02 July 2018

Is the 8 second attention span true?

Is the 8 second attention span true?

According to a study produced by Microsoft in 2015, people now generally lose concentration after eight seconds, highlighting the affects of an increasingly digitalized lifestyle on the brain. Microsoft reached this conclusion after surveying more

 than 2,000 Canadians and monitoring the brain activity of 112 people. In our age of buzzing phones and 140-character news items, they say, the average person's attention span has dropped from an average of 12 seconds in 2000 to the jittery low of eight seconds today. The average goldfish, it's believed, can concentrate for nine, researchers say. "Canadians with more digital lifestyles ... struggle to focus in environments where prolonged attention is needed," the study says.
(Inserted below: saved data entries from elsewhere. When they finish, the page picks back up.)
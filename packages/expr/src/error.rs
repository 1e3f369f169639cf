//! Error types
//!
//! Syntax errors come from the parser driver, evaluation errors from applying
//! operators, accessors and calls to runtime values.

use thiserror::Error;

pub use crate::parse_util::SyntaxError;

/// Runtime failure while evaluating an expression
#[derive(Debug, Clone, PartialEq, Error)]
pub enum EvalError {
    #[error("Cannot read properties of {base} (reading '{property}')")]
    PropertyOfNullish { property: String, base: &'static str },

    #[error("{name} is not a function")]
    NotCallable { name: String },

    #[error("{receiver}.{name} is not a function")]
    UnknownMethod { name: String, receiver: &'static str },

    #[error("{function}: {message}")]
    InvalidArgument { function: String, message: String },

    #[error("JSON error: {0}")]
    Json(String),
}

#[derive(Debug, Clone, PartialEq, Error)]
pub enum ExprError {
    #[error(transparent)]
    Syntax(#[from] SyntaxError),

    #[error(transparent)]
    Eval(#[from] EvalError),
}

impl ExprError {
    pub fn as_syntax(&self) -> Option<&SyntaxError> {
        match self {
            ExprError::Syntax(err) => Some(err),
            ExprError::Eval(_) => None,
        }
    }

    pub fn as_eval(&self) -> Option<&EvalError> {
        match self {
            ExprError::Eval(err) => Some(err),
            ExprError::Syntax(_) => None,
        }
    }
}

pub type Result<T> = std::result::Result<T, ExprError>;
//! Evaluation
//!
//! Runtime value model, evaluation context and the AST evaluator.

pub mod builtins;
pub mod context;
pub mod evaluator;
pub mod value;

pub use context::{EvalContext, EvalContextBuilder, Meta};
pub use evaluator::{get_property, invoke_method, Evaluator};
pub use value::{number_to_string, NativeFunction, Object, Value};
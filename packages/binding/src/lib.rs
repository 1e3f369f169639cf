#![deny(clippy::all)]

use napi::{Error, Result, Status};
use napi_derive::napi;
use natural_expr::binding::KeyCache;
use natural_expr::eval::builtins;
use natural_expr::{parse_with_options, Dialect, EvalContext, ExprError, ParseOptions, Value};

fn to_napi_error(err: ExprError) -> Error {
  match err {
    ExprError::Syntax(syntax) => Error::new(
      Status::InvalidArg,
      format!("{} at {}", syntax.contextual_message(), syntax.location),
    ),
    ExprError::Eval(eval) => Error::from_reason(eval.to_string()),
  }
}

/// Data object from JS; an empty string means `{}`
fn context_from_json(context_json: &str) -> Result<EvalContext> {
  let data = if context_json.trim().is_empty() {
    serde_json::Value::Object(Default::default())
  } else {
    serde_json::from_str(context_json)
      .map_err(|e| Error::new(Status::InvalidArg, format!("invalid context JSON: {}", e)))?
  };
  Ok(EvalContext::builder()
    .data(Value::from(data))
    .math(builtins::math())
    .json(builtins::json())
    .build())
}

#[napi]
pub struct ExprEngine {
  options: ParseOptions,
  keys: KeyCache,
}

#[napi]
impl ExprEngine {
  #[napi(constructor)]
  pub fn new(dialect: Option<String>) -> Result<Self> {
    let mut options = ParseOptions::default();
    if let Some(dialect) = dialect {
      let dialect: Dialect = dialect
        .parse()
        .map_err(|e: String| Error::new(Status::InvalidArg, e))?;
      options = options.with_dialect(dialect);
    }
    Ok(ExprEngine {
      options,
      keys: KeyCache::new(),
    })
  }

  /// Raw value of the template as JSON text
  #[napi]
  pub fn evaluate(&self, template: String, context_json: String) -> Result<String> {
    let ctx = context_from_json(&context_json)?;
    let value = parse_with_options(&template, &ctx, &self.options).map_err(to_napi_error)?;
    let json = value.to_json().unwrap_or(serde_json::Value::Null);
    serde_json::to_string(&json).map_err(|e| Error::from_reason(e.to_string()))
  }

  /// Template rendered the way it is written into the page
  #[napi]
  pub fn render(&self, template: String, context_json: String) -> Result<String> {
    let ctx = context_from_json(&context_json)?;
    let value = parse_with_options(&template, &ctx, &self.options).map_err(to_napi_error)?;
    Ok(value.to_display_string())
  }

  #[napi]
  pub fn extract_keys(&self, template: String) -> Result<String> {
    let keys = self.keys.get(&template);
    serde_json::to_string(keys.as_ref()).map_err(|e| Error::from_reason(e.to_string()))
  }
}
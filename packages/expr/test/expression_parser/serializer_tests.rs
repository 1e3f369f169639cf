/**
 * Serializer Tests
 *
 * Canonical text for parsed templates; every fold step is parenthesized
 */

#[cfg(test)]
mod tests {
    use natural_expr::expression_parser::{serialize, serialize_template, Expr, Parser};

    fn parse(expression: &str) -> Expr {
        Parser::default()
            .parse(expression)
            .expect("Should parse successfully")
            .single_expression()
            .cloned()
            .expect("Should be a single expression")
    }

    fn round_trip(template: &str) -> String {
        let parsed = Parser::default()
            .parse(template)
            .expect("Should parse successfully");
        serialize_template(&parsed)
    }

    #[test]
    fn serializes_binary_operations_left_folded() {
        assert_eq!(serialize(&parse("{ a   +   b *  2 }")), "((a + b) * 2)");
        assert_eq!(serialize(&parse("{a === b}")), "(a === b)");
    }

    #[test]
    fn serializes_explicit_grouping() {
        assert_eq!(serialize(&parse("{a + (b * 2)}")), "(a + (b * 2))");
    }

    #[test]
    fn serializes_conditionals() {
        assert_eq!(
            serialize(&parse("{ cond   ?   1234   :   4321 }")),
            "(cond ? 1234 : 4321)"
        );
        assert_eq!(serialize(&parse("{cond ? 1}")), "(cond ? 1)");
    }

    #[test]
    fn serializes_chains() {
        assert_eq!(serialize(&parse("{ foo.bar }")), "foo.bar");
        assert_eq!(serialize(&parse("{foo[bar].baz}")), "foo[bar].baz");
        assert_eq!(
            serialize(&parse("{foo.bar(1, 'x').baz()}")),
            "foo.bar(1, \"x\").baz()"
        );
    }

    #[test]
    fn serializes_global_calls() {
        assert_eq!(serialize(&parse("{fmt( a ,b )}")), "fmt(a, b)");
    }

    #[test]
    fn serializes_literals() {
        assert_eq!(serialize(&parse("{[ 1, 2.50 ,'a\"b' ]}")), "[1, 2.5, 'a\"b']");
        assert_eq!(
            serialize(&parse("{ {  foo:   bar,   baz:   [] } }")),
            "{foo: bar, baz: []}"
        );
        assert_eq!(serialize(&parse("{.5}")), "0.5");
    }

    #[test]
    fn serializes_reserved_names() {
        assert_eq!(
            serialize(&parse("{Math.max(N.x, _.index, $)}")),
            "Math.max(N.x, _.index, $)"
        );
    }

    #[test]
    fn reescapes_literal_braces() {
        assert_eq!(round_trip("a \\{ {b} \\}"), "a \\{ {b} \\}");
        assert_eq!(round_trip("x {a+b}"), "x {(a + b)}");
    }
}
More specifically, 44% of survey respondents say they struggle to focus on tasks and 37% say their inability to use time well forces them to work late or on weekends, the National Post reports.

Does the average person really have an 8 second attention span ?

When i first read these articles i couldn’t help but feel skeptical as to whether these finding were factual or fictional. Think about it….Can you pay attention for 2 hours? When? (Obvious answer: Watching a movie.) When can you pay attention for half an hour or more? Often. Examples: Talking to friends, playing games on your phone, reading, etc.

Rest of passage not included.